» WHAT TO DO
Scan the data below. Pull out each line where "next" occurs.
[Start of Attachment]
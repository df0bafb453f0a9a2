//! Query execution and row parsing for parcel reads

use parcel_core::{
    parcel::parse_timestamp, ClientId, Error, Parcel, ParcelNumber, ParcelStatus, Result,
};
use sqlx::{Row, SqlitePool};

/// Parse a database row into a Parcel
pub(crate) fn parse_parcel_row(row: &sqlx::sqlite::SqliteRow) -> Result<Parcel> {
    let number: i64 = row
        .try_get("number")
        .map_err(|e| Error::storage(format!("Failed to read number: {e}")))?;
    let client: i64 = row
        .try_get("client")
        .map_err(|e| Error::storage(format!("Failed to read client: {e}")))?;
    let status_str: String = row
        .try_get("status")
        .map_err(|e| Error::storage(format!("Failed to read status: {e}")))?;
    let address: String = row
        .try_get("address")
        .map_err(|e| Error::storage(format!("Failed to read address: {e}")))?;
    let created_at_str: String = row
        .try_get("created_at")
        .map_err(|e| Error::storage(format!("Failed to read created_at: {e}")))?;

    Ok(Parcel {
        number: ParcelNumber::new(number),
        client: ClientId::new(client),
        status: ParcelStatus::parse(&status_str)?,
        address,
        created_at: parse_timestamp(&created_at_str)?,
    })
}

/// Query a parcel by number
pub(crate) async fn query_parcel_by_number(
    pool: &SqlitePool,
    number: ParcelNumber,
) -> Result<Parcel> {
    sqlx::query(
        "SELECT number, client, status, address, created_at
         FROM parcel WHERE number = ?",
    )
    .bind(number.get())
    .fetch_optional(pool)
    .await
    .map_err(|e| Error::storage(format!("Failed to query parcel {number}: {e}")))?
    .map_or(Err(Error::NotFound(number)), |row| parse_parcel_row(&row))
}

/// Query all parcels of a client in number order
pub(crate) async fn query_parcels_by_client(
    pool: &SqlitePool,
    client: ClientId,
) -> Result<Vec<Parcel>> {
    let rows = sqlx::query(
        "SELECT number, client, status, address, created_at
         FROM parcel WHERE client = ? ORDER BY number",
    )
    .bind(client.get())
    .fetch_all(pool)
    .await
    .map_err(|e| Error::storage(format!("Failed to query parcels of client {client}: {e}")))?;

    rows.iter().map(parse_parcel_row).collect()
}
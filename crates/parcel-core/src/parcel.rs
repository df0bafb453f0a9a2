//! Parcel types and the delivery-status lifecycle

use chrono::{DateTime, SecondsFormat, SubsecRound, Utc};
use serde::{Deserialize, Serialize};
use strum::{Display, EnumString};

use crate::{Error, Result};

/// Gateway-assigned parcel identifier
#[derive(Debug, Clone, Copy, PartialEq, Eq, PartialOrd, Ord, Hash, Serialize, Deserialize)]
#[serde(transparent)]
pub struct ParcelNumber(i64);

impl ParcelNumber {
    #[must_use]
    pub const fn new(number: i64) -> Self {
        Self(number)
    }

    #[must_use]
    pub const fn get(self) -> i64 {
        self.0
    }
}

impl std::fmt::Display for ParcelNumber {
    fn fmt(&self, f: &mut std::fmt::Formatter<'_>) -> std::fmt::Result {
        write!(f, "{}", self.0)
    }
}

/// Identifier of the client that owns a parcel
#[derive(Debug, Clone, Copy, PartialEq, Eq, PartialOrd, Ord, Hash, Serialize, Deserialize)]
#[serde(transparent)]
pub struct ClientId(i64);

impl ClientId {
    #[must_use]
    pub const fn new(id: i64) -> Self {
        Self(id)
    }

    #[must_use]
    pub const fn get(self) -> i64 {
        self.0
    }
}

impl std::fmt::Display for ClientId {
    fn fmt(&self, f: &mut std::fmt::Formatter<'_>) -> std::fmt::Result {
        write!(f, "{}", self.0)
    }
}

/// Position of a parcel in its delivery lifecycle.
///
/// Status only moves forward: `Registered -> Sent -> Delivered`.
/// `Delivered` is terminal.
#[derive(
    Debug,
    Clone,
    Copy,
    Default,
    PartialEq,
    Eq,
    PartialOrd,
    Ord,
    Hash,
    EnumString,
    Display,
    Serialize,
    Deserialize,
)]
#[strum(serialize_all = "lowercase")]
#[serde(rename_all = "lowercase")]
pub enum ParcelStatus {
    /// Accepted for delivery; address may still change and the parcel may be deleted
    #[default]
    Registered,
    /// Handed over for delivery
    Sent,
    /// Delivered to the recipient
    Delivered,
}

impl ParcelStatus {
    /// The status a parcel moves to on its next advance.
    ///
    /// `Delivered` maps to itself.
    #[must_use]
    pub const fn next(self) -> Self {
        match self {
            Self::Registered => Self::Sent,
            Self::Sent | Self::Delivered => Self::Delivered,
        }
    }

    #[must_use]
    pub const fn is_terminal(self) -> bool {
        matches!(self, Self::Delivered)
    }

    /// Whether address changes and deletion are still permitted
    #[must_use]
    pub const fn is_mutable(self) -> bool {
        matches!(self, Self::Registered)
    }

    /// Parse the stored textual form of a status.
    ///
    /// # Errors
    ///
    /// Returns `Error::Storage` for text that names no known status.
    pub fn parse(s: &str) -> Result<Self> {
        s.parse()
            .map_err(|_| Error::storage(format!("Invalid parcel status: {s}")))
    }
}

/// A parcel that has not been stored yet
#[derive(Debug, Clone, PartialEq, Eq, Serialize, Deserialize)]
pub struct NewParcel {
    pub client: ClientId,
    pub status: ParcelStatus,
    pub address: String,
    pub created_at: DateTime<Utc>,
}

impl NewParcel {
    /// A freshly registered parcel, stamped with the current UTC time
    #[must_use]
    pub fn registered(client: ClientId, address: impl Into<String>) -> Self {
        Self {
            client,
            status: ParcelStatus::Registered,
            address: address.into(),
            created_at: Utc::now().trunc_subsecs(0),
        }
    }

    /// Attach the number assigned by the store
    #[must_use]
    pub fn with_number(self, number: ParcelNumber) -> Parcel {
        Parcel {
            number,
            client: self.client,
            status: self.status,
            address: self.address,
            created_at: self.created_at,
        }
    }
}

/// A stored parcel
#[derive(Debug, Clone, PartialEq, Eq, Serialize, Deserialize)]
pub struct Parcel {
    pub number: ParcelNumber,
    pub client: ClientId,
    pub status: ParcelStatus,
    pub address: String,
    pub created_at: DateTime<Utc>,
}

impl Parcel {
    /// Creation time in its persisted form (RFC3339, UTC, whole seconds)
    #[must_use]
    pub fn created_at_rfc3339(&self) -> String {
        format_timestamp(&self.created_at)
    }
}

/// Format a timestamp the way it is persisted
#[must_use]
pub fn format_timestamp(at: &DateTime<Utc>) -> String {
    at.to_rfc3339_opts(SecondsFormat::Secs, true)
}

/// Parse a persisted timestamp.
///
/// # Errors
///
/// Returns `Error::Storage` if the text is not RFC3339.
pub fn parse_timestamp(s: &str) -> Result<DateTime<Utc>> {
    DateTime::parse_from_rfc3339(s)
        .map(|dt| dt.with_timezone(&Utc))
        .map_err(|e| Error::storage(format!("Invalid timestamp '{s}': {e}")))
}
[End of Attachment]
[Start of Attachment]
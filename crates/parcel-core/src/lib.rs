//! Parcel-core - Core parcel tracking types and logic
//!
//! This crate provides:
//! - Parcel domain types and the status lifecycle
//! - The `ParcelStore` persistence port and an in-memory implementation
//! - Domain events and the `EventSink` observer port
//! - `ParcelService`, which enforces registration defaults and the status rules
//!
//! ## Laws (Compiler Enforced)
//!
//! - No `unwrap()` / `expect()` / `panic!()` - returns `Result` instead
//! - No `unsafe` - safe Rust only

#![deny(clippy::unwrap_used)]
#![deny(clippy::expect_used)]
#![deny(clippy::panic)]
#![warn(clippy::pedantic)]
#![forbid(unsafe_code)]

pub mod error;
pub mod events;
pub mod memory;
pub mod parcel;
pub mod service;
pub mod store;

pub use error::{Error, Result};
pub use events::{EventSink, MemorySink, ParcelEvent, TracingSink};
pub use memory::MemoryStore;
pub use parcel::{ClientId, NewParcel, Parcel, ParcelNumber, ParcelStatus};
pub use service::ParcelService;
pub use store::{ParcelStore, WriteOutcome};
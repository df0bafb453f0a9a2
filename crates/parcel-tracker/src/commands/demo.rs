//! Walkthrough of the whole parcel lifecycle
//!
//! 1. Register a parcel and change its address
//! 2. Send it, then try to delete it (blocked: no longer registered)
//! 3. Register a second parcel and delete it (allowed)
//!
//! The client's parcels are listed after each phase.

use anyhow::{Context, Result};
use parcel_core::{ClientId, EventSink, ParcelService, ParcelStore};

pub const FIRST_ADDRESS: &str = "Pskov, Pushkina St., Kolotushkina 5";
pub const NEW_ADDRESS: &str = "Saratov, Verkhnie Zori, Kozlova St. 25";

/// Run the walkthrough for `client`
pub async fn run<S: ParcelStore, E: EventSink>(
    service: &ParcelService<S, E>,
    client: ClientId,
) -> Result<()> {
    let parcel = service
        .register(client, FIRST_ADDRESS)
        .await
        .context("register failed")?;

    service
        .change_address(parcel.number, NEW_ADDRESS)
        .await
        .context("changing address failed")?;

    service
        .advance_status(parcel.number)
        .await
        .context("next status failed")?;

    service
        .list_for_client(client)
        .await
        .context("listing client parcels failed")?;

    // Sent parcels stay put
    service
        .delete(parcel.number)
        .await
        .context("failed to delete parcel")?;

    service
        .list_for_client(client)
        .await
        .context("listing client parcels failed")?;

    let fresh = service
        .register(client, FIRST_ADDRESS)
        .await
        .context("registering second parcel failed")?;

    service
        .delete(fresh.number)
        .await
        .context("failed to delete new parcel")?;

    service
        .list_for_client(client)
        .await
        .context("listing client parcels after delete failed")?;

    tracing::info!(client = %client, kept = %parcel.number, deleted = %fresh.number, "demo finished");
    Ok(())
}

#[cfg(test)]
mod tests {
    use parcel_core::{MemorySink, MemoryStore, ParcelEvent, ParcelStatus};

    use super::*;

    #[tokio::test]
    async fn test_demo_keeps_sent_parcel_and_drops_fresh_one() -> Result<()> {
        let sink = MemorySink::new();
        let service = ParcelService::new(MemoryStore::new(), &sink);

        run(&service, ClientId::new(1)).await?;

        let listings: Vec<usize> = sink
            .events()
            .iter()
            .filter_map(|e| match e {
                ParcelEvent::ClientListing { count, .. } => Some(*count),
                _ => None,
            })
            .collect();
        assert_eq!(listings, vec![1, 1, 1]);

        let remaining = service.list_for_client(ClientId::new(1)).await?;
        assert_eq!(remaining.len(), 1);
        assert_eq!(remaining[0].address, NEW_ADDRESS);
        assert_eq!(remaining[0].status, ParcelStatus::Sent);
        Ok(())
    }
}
[End of Attachment]
[Start of Attachment]
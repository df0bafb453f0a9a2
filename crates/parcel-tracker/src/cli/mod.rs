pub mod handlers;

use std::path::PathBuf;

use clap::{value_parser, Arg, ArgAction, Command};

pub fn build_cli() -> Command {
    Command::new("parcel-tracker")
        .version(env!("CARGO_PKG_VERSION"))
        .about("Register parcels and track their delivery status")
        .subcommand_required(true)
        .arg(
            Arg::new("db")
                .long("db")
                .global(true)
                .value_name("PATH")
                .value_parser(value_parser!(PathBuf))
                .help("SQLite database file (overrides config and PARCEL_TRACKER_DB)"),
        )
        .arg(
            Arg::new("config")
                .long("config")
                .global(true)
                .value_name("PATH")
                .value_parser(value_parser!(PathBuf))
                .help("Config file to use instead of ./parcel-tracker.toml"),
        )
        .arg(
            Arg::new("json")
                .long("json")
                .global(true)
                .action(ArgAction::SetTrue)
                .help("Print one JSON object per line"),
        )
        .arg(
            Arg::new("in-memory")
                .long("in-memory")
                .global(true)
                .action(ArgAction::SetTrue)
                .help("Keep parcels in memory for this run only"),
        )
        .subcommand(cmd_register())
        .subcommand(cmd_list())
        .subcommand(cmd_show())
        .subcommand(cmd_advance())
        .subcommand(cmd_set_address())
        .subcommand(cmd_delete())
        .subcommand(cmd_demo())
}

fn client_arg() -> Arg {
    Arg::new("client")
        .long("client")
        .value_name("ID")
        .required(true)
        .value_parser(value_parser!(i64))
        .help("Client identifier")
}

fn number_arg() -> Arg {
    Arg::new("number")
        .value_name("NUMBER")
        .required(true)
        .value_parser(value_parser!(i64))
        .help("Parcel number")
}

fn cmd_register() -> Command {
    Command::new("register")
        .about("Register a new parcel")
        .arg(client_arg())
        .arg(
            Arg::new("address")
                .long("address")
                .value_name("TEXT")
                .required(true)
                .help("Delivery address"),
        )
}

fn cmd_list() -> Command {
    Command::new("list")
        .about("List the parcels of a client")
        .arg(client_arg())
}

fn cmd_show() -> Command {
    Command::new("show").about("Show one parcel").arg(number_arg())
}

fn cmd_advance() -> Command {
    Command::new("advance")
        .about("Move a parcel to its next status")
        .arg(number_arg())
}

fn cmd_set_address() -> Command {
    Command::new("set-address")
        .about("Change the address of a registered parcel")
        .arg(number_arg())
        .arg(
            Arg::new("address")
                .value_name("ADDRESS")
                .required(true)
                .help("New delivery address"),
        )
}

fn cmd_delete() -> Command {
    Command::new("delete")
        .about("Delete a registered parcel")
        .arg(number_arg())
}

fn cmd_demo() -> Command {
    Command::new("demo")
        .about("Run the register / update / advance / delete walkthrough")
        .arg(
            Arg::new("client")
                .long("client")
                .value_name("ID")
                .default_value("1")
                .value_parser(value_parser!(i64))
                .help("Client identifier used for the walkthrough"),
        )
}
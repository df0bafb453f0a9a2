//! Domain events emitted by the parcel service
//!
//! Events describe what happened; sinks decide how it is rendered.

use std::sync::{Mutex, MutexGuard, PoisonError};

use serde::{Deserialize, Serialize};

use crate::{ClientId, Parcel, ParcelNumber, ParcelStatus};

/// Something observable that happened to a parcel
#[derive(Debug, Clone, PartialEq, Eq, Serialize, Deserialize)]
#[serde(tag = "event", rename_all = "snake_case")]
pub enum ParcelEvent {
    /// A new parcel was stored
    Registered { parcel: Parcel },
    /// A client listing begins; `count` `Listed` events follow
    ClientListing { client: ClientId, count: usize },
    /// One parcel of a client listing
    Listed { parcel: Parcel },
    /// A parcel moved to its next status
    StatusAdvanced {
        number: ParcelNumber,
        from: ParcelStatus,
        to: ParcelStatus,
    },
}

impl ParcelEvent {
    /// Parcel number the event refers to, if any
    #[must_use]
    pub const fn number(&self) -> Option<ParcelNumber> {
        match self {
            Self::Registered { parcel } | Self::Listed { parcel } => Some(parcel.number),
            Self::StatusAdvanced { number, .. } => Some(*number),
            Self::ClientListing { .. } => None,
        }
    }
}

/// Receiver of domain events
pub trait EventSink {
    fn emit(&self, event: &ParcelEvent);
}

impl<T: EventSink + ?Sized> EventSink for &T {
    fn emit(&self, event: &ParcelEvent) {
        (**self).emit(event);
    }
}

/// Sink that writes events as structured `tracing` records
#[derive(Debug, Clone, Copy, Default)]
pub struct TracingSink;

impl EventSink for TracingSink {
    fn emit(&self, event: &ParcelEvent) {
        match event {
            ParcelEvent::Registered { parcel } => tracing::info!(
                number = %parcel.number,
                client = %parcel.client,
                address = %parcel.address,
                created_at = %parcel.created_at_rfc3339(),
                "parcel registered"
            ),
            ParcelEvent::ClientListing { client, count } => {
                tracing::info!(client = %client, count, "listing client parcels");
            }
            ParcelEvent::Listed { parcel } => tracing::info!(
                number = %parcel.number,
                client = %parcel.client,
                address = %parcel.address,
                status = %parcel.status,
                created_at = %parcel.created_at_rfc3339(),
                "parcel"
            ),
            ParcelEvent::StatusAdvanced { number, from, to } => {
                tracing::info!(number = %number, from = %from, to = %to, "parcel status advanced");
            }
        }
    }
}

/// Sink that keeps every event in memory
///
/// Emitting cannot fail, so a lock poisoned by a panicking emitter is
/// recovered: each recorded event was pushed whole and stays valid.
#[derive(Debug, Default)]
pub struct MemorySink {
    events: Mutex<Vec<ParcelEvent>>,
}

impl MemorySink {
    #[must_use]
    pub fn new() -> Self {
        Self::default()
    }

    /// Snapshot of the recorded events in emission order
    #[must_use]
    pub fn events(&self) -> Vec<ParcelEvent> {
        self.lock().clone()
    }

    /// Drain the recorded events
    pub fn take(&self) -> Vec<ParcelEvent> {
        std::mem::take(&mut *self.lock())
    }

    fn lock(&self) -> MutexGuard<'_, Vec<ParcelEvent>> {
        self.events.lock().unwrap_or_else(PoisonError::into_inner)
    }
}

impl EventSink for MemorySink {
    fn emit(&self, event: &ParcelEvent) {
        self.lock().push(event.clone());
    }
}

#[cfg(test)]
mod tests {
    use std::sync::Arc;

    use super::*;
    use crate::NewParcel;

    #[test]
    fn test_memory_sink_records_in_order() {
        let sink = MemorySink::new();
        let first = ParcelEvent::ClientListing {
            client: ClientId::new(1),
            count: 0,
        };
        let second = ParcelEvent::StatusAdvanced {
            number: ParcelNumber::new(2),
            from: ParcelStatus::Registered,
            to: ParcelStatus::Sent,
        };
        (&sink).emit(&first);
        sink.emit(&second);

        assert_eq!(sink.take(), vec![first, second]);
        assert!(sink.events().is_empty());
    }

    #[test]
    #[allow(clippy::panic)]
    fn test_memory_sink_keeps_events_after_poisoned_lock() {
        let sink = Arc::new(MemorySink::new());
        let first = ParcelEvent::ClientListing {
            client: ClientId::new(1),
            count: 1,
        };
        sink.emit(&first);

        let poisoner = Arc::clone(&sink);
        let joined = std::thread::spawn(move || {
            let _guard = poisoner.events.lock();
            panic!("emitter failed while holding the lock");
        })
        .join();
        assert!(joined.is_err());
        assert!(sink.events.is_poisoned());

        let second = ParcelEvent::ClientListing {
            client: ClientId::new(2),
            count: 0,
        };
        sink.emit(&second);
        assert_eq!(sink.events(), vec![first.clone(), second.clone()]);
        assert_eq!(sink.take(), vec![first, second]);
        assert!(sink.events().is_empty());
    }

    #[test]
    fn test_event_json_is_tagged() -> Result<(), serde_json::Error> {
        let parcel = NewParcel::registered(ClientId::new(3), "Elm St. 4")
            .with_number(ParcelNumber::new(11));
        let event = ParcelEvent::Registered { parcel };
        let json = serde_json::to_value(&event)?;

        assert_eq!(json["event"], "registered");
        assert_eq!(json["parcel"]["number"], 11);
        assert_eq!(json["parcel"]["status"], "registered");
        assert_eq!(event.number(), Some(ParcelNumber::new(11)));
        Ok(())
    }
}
[End of Attachment]
» REPLY
    /// The status a parcel moves to on its next advance.
    pub const fn next(self) -> Self {
        .context("next status failed")?;
        .about("Move a parcel to its next status")
    /// A parcel moved to its next status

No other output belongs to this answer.